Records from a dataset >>
__________
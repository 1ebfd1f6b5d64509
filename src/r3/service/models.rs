//! Service data models

use serde::Serialize;

/// Operations of the service API
#[derive(Debug, Clone, Copy, PartialEq, Eq)]
pub enum ServiceOperation {
    Create,
    AddMember,
    Modify,
    Get,
    Validate,
    Delete,
    DeleteTenant,
}

#[derive(Serialize, Debug)]
pub(crate) struct CreateService<'a> {
    pub name: &'a str,
    pub verify: Option<&'a str>,
}

#[derive(Serialize, Debug)]
pub(crate) struct AddServiceMember<'a> {
    pub tenant: Option<&'a str>,
    pub clear_tenant: bool,
}

#[derive(Serialize, Debug)]
pub(crate) struct ModifyService<'a> {
    pub verify: Option<&'a str>,
}
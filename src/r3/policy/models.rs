//! Policy data models

use serde::{Deserialize, Serialize};
use std::fmt;

/// Operations of the policy API
#[derive(Debug, Clone, Copy, PartialEq, Eq)]
pub enum PolicyOperation {
    Create,
    Get,
    Validate,
    Delete,
}

/// Whether a policy grants or refuses its actions
#[derive(Serialize, Deserialize, Debug, Clone, Copy, PartialEq, Eq)]
#[serde(rename_all = "lowercase")]
pub enum PolicyEffect {
    Allow,
    Deny,
}

impl fmt::Display for PolicyEffect {
    fn fmt(&self, f: &mut fmt::Formatter<'_>) -> fmt::Result {
        match self {
            PolicyEffect::Allow => write!(f, "allow"),
            PolicyEffect::Deny => write!(f, "deny"),
        }
    }
}

/// Body of `POST /v1/policy`
#[derive(Serialize, Debug)]
pub(crate) struct PolicyRequest<'a> {
    pub policy: CreatePolicy<'a>,
}

#[derive(Serialize, Debug)]
pub(crate) struct CreatePolicy<'a> {
    pub name: &'a str,
    pub effect: Option<PolicyEffect>,
    pub action: Option<&'a [String]>,
    pub resource: Option<&'a [String]>,
    pub condition: Option<&'a str>,
    pub alias: Option<&'a [String]>,
}
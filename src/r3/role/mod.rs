//! Role module - K2HR3 roles, their members and role tokens

mod api;
mod models;

pub use api::Role;
pub use models::{RoleHost, RoleOperation};
//! Policy module - K2HR3 access policies

mod api;
mod models;

pub use api::Policy;
pub use models::{PolicyEffect, PolicyOperation};
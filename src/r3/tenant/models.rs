//! Tenant data models

use serde::Serialize;

/// Operations of the tenant API
#[derive(Debug, Clone, Copy, PartialEq, Eq)]
pub enum TenantOperation {
    Create,
    Modify,
    List,
    Get,
    Validate,
    Delete,
    DeleteUser,
}

/// `{"tenant": ...}` envelope of tenant request bodies
#[derive(Serialize, Debug)]
pub(crate) struct TenantRequest<T> {
    pub tenant: T,
}

#[derive(Serialize, Debug)]
pub(crate) struct CreateTenant<'a> {
    pub name: &'a str,
    pub desc: Option<&'a str>,
    pub display: Option<&'a str>,
    pub users: Option<&'a [String]>,
}

#[derive(Serialize, Debug)]
pub(crate) struct UpdateTenant<'a> {
    pub id: Option<i64>,
    pub desc: Option<&'a str>,
    pub display: Option<&'a str>,
    pub users: Option<&'a [String]>,
}
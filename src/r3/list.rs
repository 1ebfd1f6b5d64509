//! List API requests (`list/{service}`)

use serde_json::json;

use crate::r3::models::{AuthToken, HttpMethod};
use crate::r3::traits::{url_params, ApiBase, K2hr3Api};

#[derive(Debug, Clone, Copy, PartialEq, Eq)]
pub enum ListOperation {
    Get,
    Validate,
}

/// List request for the resources of a service
#[derive(Debug, Clone)]
pub struct List {
    base: ApiBase,
    service: String,
    operation: Option<ListOperation>,
    expand: bool,
}

impl List {
    pub fn new(r3token: &str, service: &str) -> Self {
        let headers = AuthToken::Scoped(r3token.to_string()).json_headers();
        Self {
            base: ApiBase::new("list").with_headers(headers),
            service: service.to_string(),
            operation: None,
            expand: false,
        }
    }

    pub fn get(&mut self, expand: bool) -> &mut Self {
        self.operation = Some(ListOperation::Get);
        self.expand = expand;
        self
    }

    /// Check the list exists (HEAD)
    pub fn validate(&mut self) -> &mut Self {
        self.operation = Some(ListOperation::Validate);
        self
    }
}

impl K2hr3Api for List {
    fn base(&self) -> &ApiBase {
        &self.base
    }

    fn base_mut(&mut self) -> &mut ApiBase {
        &mut self.base
    }

    fn api_path(&mut self, method: HttpMethod) -> Option<String> {
        match (method, self.operation?) {
            (HttpMethod::Get, ListOperation::Get) => {
                self.base
                    .set_urlparams(url_params([("expand", json!(self.expand))]));
                Some(self.base.path_with(&self.service))
            }
            (HttpMethod::Head, ListOperation::Validate) => Some(self.base.path_with(&self.service)),
            _ => None,
        }
    }
}
#[cfg(test)]
mod tests {
    use super::*;
    use crate::r3::testing::{fast_config, MockApi};
    use crate::r3::traits::{url_params, ApiBase};
    use serde_json::json;
    use wiremock::matchers::{header, method, path, query_param};
    use wiremock::{Mock, ResponseTemplate};

    /// Minimal request: GET sends params, POST sends a JSON body
    struct Probe {
        base: ApiBase,
    }

    impl Probe {
        fn new() -> Self {
            Self {
                base: ApiBase::new("probe").with_headers(
                    [("Content-Type", "application/json"), ("x-auth-token", "U=t")]
                        .into_iter()
                        .collect(),
                ),
            }
        }
    }

    impl K2hr3Api for Probe {
        fn base(&self) -> &ApiBase {
            &self.base
        }

        fn base_mut(&mut self) -> &mut ApiBase {
            &mut self.base
        }

        fn api_path(&mut self, method: HttpMethod) -> Option<String> {
            match method {
                HttpMethod::Get | HttpMethod::Delete => {
                    self.base
                        .set_urlparams(url_params([("expand", json!(true)), ("skip", Value::Null)]));
                    Some(self.base.path())
                }
                HttpMethod::Post => {
                    self.base.set_json_body(&json!({"probe": {"name": "p"}}));
                    Some(self.base.path())
                }
                _ => None,
            }
        }
    }

    /// Non-JSON request: POST carries the url params as a form body
    struct FormRequest {
        base: ApiBase,
    }

    impl K2hr3Api for FormRequest {
        fn base(&self) -> &ApiBase {
            &self.base
        }

        fn base_mut(&mut self) -> &mut ApiBase {
            &mut self.base
        }

        fn api_path(&mut self, method: HttpMethod) -> Option<String> {
            match method {
                HttpMethod::Post => {
                    self.base.set_body("ignored".to_string());
                    self.base
                        .set_urlparams(url_params([("a", json!("x y")), ("n", json!(3))]));
                    Some(self.base.path())
                }
                _ => None,
            }
        }
    }

    #[test]
    fn test_encode_params_value_types() {
        let params = url_params([
            ("name", json!("a b&c")),
            ("expand", json!(true)),
            ("port", json!(8080)),
            ("keys", json!({"k": "v"})),
            ("skip", Value::Null),
            ("list", json!(["x", 1])),
        ]);
        assert_eq!(
            encode_params(&params),
            "name=a%20b%26c&expand=true&port=8080&keys=%7B%22k%22%3A%22v%22%7D&list=%5B%22x%22%2C1%5D"
        );
    }

    #[test]
    fn test_encode_params_empty() {
        assert_eq!(encode_params(&UrlParams::new()), "");
    }

    #[test]
    fn test_rejects_bad_scheme() {
        let err = K2hr3Http::new("ftp://localhost:18080").err().unwrap();
        assert!(matches!(err, R3Error::Config(_)));
        assert!(err.to_string().contains("scheme"));
    }

    #[test]
    fn test_rejects_missing_scheme() {
        assert!(matches!(
            K2hr3Http::new("127.0.0.1:18080").err(),
            Some(R3Error::Config(_))
        ));
    }

    #[test]
    fn test_rejects_unresolvable_host() {
        let err = K2hr3Http::new("http://no-such-host.invalid:18080")
            .err()
            .unwrap();
        assert!(err.to_string().contains("unresolved domain"));
    }

    #[test]
    fn test_base_url_trailing_slash_trimmed() {
        let http = K2hr3Http::new("http://127.0.0.1:18080/").unwrap();
        assert_eq!(http.base_url(), "http://127.0.0.1:18080");
        assert!(http.url().is_none());
        assert_eq!(http.headers().get("User-Agent"), Some("K2hr3Http"));
    }

    #[test]
    fn test_from_settings() {
        let mut settings = Settings::default();
        settings.http.max_retries = 7;
        let http = K2hr3Http::from_settings(&settings).unwrap();
        assert_eq!(http.base_url(), "http://127.0.0.1:18080");
        assert_eq!(http.config().max_retries, 7);
    }

    #[test]
    fn test_get_sends_query_and_headers() {
        let mock = MockApi::start();
        mock.mount(
            Mock::given(method("GET"))
                .and(path("/v1/probe"))
                .and(query_param("expand", "true"))
                .and(header("x-auth-token", "U=t"))
                .and(header("user-agent", "K2hr3Http"))
                .respond_with(ResponseTemplate::new(200).set_body_json(json!({"result": true}))),
        );

        let mut http = mock.http();
        let mut probe = Probe::new();
        assert!(http.get(&mut probe));

        assert_eq!(http.url(), Some(format!("{}/v1/probe", mock.uri()).as_str()));
        assert_eq!(http.urlparams(), Some("expand=true"));
        let resp = probe.response().unwrap();
        assert_eq!(resp.code(), 200);
        assert_eq!(resp.json().unwrap()["result"], true);
        assert!(resp.url().starts_with(&mock.uri()));
    }

    #[test]
    fn test_post_sends_json_body() {
        let mock = MockApi::start();
        mock.mount(
            Mock::given(method("POST"))
                .and(path("/v1/probe"))
                .respond_with(ResponseTemplate::new(201).set_body_json(json!({"result": true}))),
        );

        let mut http = mock.http();
        let mut probe = Probe::new();
        assert!(http.post(&mut probe));

        let requests = mock.received();
        assert_eq!(requests.len(), 1);
        assert_eq!(requests[0].url.query(), None);
        let body: Value = serde_json::from_slice(&requests[0].body).unwrap();
        assert_eq!(body, json!({"probe": {"name": "p"}}));
        assert_eq!(probe.response().unwrap().code(), 201);
    }

    #[test]
    fn test_unsupported_method_sends_nothing() {
        let mock = MockApi::start();
        let mut http = mock.http();
        let mut probe = Probe::new();

        assert!(!http.head(&mut probe));
        let err = http.send(HttpMethod::Put, &mut probe).unwrap_err();
        assert!(matches!(err, R3Error::Unsupported { method: HttpMethod::Put, .. }));
        assert!(mock.received().is_empty());
        assert!(probe.response().is_none());
    }

    #[test]
    fn test_non_2xx_is_fatal_without_retry() {
        let mock = MockApi::start();
        mock.mount(
            Mock::given(method("DELETE"))
                .respond_with(ResponseTemplate::new(403).set_body_string("forbidden")),
        );

        let mut http = mock.http_with(HttpConfig {
            max_retries: 3,
            ..fast_config()
        });
        let mut probe = Probe::new();
        let err = http.send(HttpMethod::Delete, &mut probe).unwrap_err();

        match err {
            R3Error::Api { status, message } => {
                assert_eq!(status, 403);
                assert_eq!(message, "forbidden");
            }
            other => panic!("Expected R3Error::Api, got {:?}", other),
        }
        assert_eq!(mock.received().len(), 1);
        assert!(probe.response().is_none());
    }

    #[test]
    fn test_retries_exhausted_after_max_retries() {
        // bind then drop a listener to get a port nobody serves
        let port = std::net::TcpListener::bind("127.0.0.1:0")
            .unwrap()
            .local_addr()
            .unwrap()
            .port();
        let mut http = K2hr3Http::with_config(
            &format!("http://127.0.0.1:{}", port),
            HttpConfig {
                max_retries: 2,
                ..fast_config()
            },
        )
        .unwrap();

        let mut probe = Probe::new();
        match http.send(HttpMethod::Get, &mut probe).unwrap_err() {
            R3Error::RetriesExhausted { attempts, .. } => assert_eq!(attempts, 3),
            other => panic!("Expected RetriesExhausted, got {:?}", other),
        }
        assert!(probe.response().is_none());
    }

    #[test]
    fn test_retry_sleeps_between_attempts() {
        let port = std::net::TcpListener::bind("127.0.0.1:0")
            .unwrap()
            .local_addr()
            .unwrap()
            .port();
        let mut http = K2hr3Http::with_config(
            &format!("http://127.0.0.1:{}", port),
            HttpConfig {
                max_retries: 2,
                retry_interval_seconds: 1,
                ..fast_config()
            },
        )
        .unwrap();

        let mut probe = Probe::new();
        let started = std::time::Instant::now();
        let err = http.send(HttpMethod::Get, &mut probe).unwrap_err();
        assert!(matches!(err, R3Error::RetriesExhausted { attempts: 3, .. }));
        assert!(started.elapsed() >= Duration::from_secs(2));
    }

    #[test]
    fn test_post_without_json_content_type_sends_form_body() {
        let mock = MockApi::start();
        mock.mount(
            Mock::given(method("POST"))
                .and(path("/v1/form"))
                .respond_with(ResponseTemplate::new(201)),
        );

        let mut http = mock.http();
        let mut request = FormRequest {
            base: ApiBase::new("form").with_headers(
                [("Content-Type", "application/octet-stream")]
                    .into_iter()
                    .collect(),
            ),
        };
        assert!(http.post(&mut request));

        let received = mock.only_request();
        assert_eq!(received.url.query(), None);
        assert_eq!(String::from_utf8(received.body).unwrap(), "a=x%20y&n=3");
        assert_eq!(http.urlparams(), Some("a=x%20y&n=3"));
    }

    #[test]
    fn test_accepts_invalid_certs_only_on_https() {
        let https = Url::parse("https://127.0.0.1:18443").unwrap();
        let plain = Url::parse("http://127.0.0.1:18080").unwrap();
        let allow = HttpConfig {
            allow_self_signed_cert: true,
            ..fast_config()
        };
        let deny = HttpConfig {
            allow_self_signed_cert: false,
            ..fast_config()
        };

        assert!(accepts_invalid_certs(&allow, &https));
        assert!(!accepts_invalid_certs(&allow, &plain));
        assert!(!accepts_invalid_certs(&deny, &https));
        assert!(!accepts_invalid_certs(&deny, &plain));
    }

    #[test]
    fn test_timeout_is_retried_with_same_method() {
        let mock = MockApi::start();
        mock.mount(
            Mock::given(method("POST"))
                .respond_with(ResponseTemplate::new(200).set_delay(Duration::from_secs(3)))
                .up_to_n_times(1),
        );
        mock.mount(
            Mock::given(method("POST"))
                .respond_with(ResponseTemplate::new(201).set_body_json(json!({"result": true}))),
        );

        let mut http = mock.http_with(HttpConfig {
            timeout_seconds: 1,
            max_retries: 1,
            ..fast_config()
        });
        let mut probe = Probe::new();
        assert!(http.post(&mut probe));

        let requests = mock.received();
        assert_eq!(requests.len(), 2);
        assert!(requests.iter().all(|r| r.method.as_str() == "POST"));
        assert_eq!(probe.response().unwrap().code(), 201);
    }

    #[test]
    fn test_retry_with_get_reissues_as_get() {
        let mock = MockApi::start();
        mock.mount(
            Mock::given(method("DELETE"))
                .respond_with(ResponseTemplate::new(204).set_delay(Duration::from_secs(3))),
        );
        mock.mount(Mock::given(method("GET")).respond_with(ResponseTemplate::new(200)));

        let mut http = mock.http_with(HttpConfig {
            timeout_seconds: 1,
            max_retries: 1,
            retry_with_get: true,
            ..fast_config()
        });
        let mut probe = Probe::new();
        assert!(http.delete(&mut probe));

        let methods: Vec<String> = mock
            .received()
            .iter()
            .map(|r| r.method.to_string())
            .collect();
        assert_eq!(methods, vec!["DELETE", "GET"]);
    }

    #[test]
    fn test_empty_body_is_none() {
        let mock = MockApi::start();
        mock.mount(Mock::given(method("GET")).respond_with(ResponseTemplate::new(204)));

        let mut http = mock.http();
        let mut probe = Probe::new();
        assert!(http.get(&mut probe));
        assert!(probe.response().unwrap().body().is_none());
    }
}
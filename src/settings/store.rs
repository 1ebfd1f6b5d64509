//! Settings file I/O

use log::debug;
use std::env;
use std::fs;
use std::path::{Path, PathBuf};

use crate::config::settings as settings_config;
use crate::error::{R3Error, Result};

use super::models::Settings;

/// Handles reading and writing the settings file
pub struct SettingsStore {
    settings_path: PathBuf,
}

impl Default for SettingsStore {
    fn default() -> Self {
        Self::new()
    }
}

impl SettingsStore {
    /// Create a store using the first settings file found on the search path.
    ///
    /// Falls back to `~/.k2hr3client.yaml` when none of them exists.
    pub fn new() -> Self {
        let candidates = Self::candidate_paths(
            env::var_os(settings_config::ENV_VAR).map(PathBuf::from),
            dirs::home_dir(),
        );
        let settings_path = candidates
            .iter()
            .find(|p| p.is_file())
            .or_else(|| candidates.iter().find(|p| p.ends_with(settings_config::HOME_FILE_NAME)))
            .cloned()
            .unwrap_or_else(|| PathBuf::from(settings_config::FILE_NAME));
        debug!("settings file: {}", settings_path.display());
        Self { settings_path }
    }

    /// Create a store with a custom settings path (for testing)
    pub fn with_path(path: PathBuf) -> Self {
        Self {
            settings_path: path,
        }
    }

    pub fn path(&self) -> &Path {
        &self.settings_path
    }

    /// Settings files in lookup order
    fn candidate_paths(explicit: Option<PathBuf>, home: Option<PathBuf>) -> Vec<PathBuf> {
        let mut paths = Vec::new();
        if let Some(path) = explicit.filter(|p| !p.as_os_str().is_empty()) {
            paths.push(path);
        }
        paths.push(PathBuf::from(settings_config::FILE_NAME));
        if let Some(home) = home {
            paths.push(home.join(settings_config::HOME_FILE_NAME));
        }
        paths.push(PathBuf::from(settings_config::SYSTEM_FILE_PATH));
        paths
    }

    /// Load the settings from disk.
    /// Returns Default if file doesn't exist, errors on corrupt YAML.
    pub fn load(&self) -> Result<Settings> {
        if !self.settings_path.exists() {
            debug!(
                "{} not found, using default settings",
                self.settings_path.display()
            );
            return Ok(Settings::default());
        }

        let content = fs::read_to_string(&self.settings_path).map_err(|e| {
            R3Error::Config(format!(
                "Failed to read settings {}: {}",
                self.settings_path.display(),
                e
            ))
        })?;

        serde_yml::from_str(&content).map_err(|e| {
            R3Error::Config(format!(
                "Failed to parse settings {}: {}",
                self.settings_path.display(),
                e
            ))
        })
    }

    /// Save the settings to disk, creating the parent directory if needed.
    pub fn save(&self, settings: &Settings) -> Result<()> {
        if let Some(parent) = self
            .settings_path
            .parent()
            .filter(|p| !p.as_os_str().is_empty())
        {
            fs::create_dir_all(parent).map_err(|e| {
                R3Error::Config(format!(
                    "Failed to create settings directory {}: {}",
                    parent.display(),
                    e
                ))
            })?;
        }

        let yaml = serde_yml::to_string(settings)
            .map_err(|e| R3Error::Config(format!("Failed to serialize settings: {}", e)))?;

        // Atomic write: tmp file, then rename
        let tmp_path = self.settings_path.with_extension("yaml.tmp");
        fs::write(&tmp_path, &yaml).map_err(|e| {
            R3Error::Config(format!(
                "Failed to write temp settings file {}: {}",
                tmp_path.display(),
                e
            ))
        })?;

        fs::rename(&tmp_path, &self.settings_path).map_err(|e| {
            R3Error::Config(format!(
                "Failed to rename temp settings file to {}: {}",
                self.settings_path.display(),
                e
            ))
        })?;

        Ok(())
    }
}
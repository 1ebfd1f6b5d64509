//! k2hr3client - blocking client for the K2HR3 REST API
//!
//! K2HR3 is a role based access control system. This crate builds and sends
//! its API requests: tokens, tenants, resources, policies, roles, services,
//! ACRs, extdata, userdata, lists and versions.
//!
//! # Example
//!
//! ```no_run
//! use k2hr3client::{K2hr3Http, Token};
//!
//! # fn main() -> k2hr3client::Result<()> {
//! let mut http = K2hr3Http::new("http://127.0.0.1:18080")?;
//! let mut token = Token::new("demo", "openstack_token");
//! if http.post(token.create(None, None)) {
//!     println!("{:?}", token.token()?);
//! }
//! # Ok(())
//! # }
//! ```

pub mod config;
pub mod error;
pub mod r3;
pub mod settings;

pub use error::{R3Error, Result};
pub use r3::{
    scoped_token, url_params, Acr, AcrQuery, ApiBase, ApiResponse, AuthToken, Extdata, Headers,
    HttpMethod, K2hr3Api, K2hr3Http, List, Policy, PolicyEffect, Resource, ResourceData, Role,
    RoleHost, RoleToken, RoleTokenList, Service, Tenant, Token, Userdata, Version,
};
pub use settings::{HttpConfig, K2hr3Settings, Settings, SettingsStore};
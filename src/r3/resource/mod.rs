//! Resource module - K2HR3 resources and their data

mod api;
mod models;

pub use api::Resource;
pub use models::{load_resource_file, ResourceData, ResourceOperation};
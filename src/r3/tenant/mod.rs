//! Tenant module - create, modify, list and delete K2HR3 tenants

mod api;
mod models;

pub use api::Tenant;
pub use models::TenantOperation;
__________
What belongs in the answer is each line of the data that has the word "explicit".

    fn candidate_paths(explicit: Option<PathBuf>, home: Option<PathBuf>) -> Vec<PathBuf> {
        if let Some(path) = explicit.filter(|p| !p.as_os_str().is_empty()) {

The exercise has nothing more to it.